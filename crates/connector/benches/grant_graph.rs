use criterion::{BenchmarkId, Criterion, black_box, criterion_group, criterion_main};

use gatesync_connector::ROLE;
use gatesync_connector::reconcile::role_membership_grants;
use gatesync_core::{RoleTrait, new_role_resource};
use gatesync_upstream::User;

fn users(n: usize) -> Vec<User> {
    (0..n)
        .map(|i| {
            let mut roles = vec!["access".to_string(), format!("team-{}", i % 16)];
            if i % 3 == 0 {
                roles.push("reviewer".to_string());
            }
            User::new_local(format!("user-{i}"), roles)
        })
        .collect()
}

fn bench_role_membership_grants(c: &mut Criterion) {
    let reviewer = new_role_resource("reviewer", &ROLE, "reviewer", RoleTrait::default())
        .expect("reviewer fixture");

    let mut group = c.benchmark_group("role_membership_grants");
    for n in [100usize, 1_000, 10_000] {
        let population = users(n);
        group.bench_with_input(BenchmarkId::from_parameter(n), &population, |b, users| {
            b.iter(|| role_membership_grants(black_box(&reviewer), black_box(users)))
        });
    }
    group.finish();
}

criterion_group!(benches, bench_role_membership_grants);
criterion_main!(benches);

◆ HOW TO COMPLETE THIS TASK ◆
A verbatim copy of all the entries above is requested.

◆ RESPONSE FOR THIS EXERCISE ◆
filename crates/connector/benches/grant_graph.rs
use criterion::{BenchmarkId, Criterion, black_box, criterion_group, criterion_main};

use gatesync_connector::ROLE;
use gatesync_connector::reconcile::role_membership_grants;
use gatesync_core::{RoleTrait, new_role_resource};
use gatesync_upstream::User;

fn users(n: usize) -> Vec<User> {
    (0..n)
        .map(|i| {
            let mut roles = vec!["access".to_string(), format!("team-{}", i % 16)];
            if i % 3 == 0 {
                roles.push("reviewer".to_string());
            }
            User::new_local(format!("user-{i}"), roles)
        })
        .collect()
}

fn bench_role_membership_grants(c: &mut Criterion) {
    let reviewer = new_role_resource("reviewer", &ROLE, "reviewer", RoleTrait::default())
        .expect("reviewer fixture");

    let mut group = c.benchmark_group("role_membership_grants");
    for n in [100usize, 1_000, 10_000] {
        let population = users(n);
        group.bench_with_input(BenchmarkId::from_parameter(n), &population, |b, users| {
            b.iter(|| role_membership_grants(black_box(&reviewer), black_box(users)))
        });
    }
    group.finish();
}

criterion_group!(benches, bench_role_membership_grants);
criterion_main!(benches);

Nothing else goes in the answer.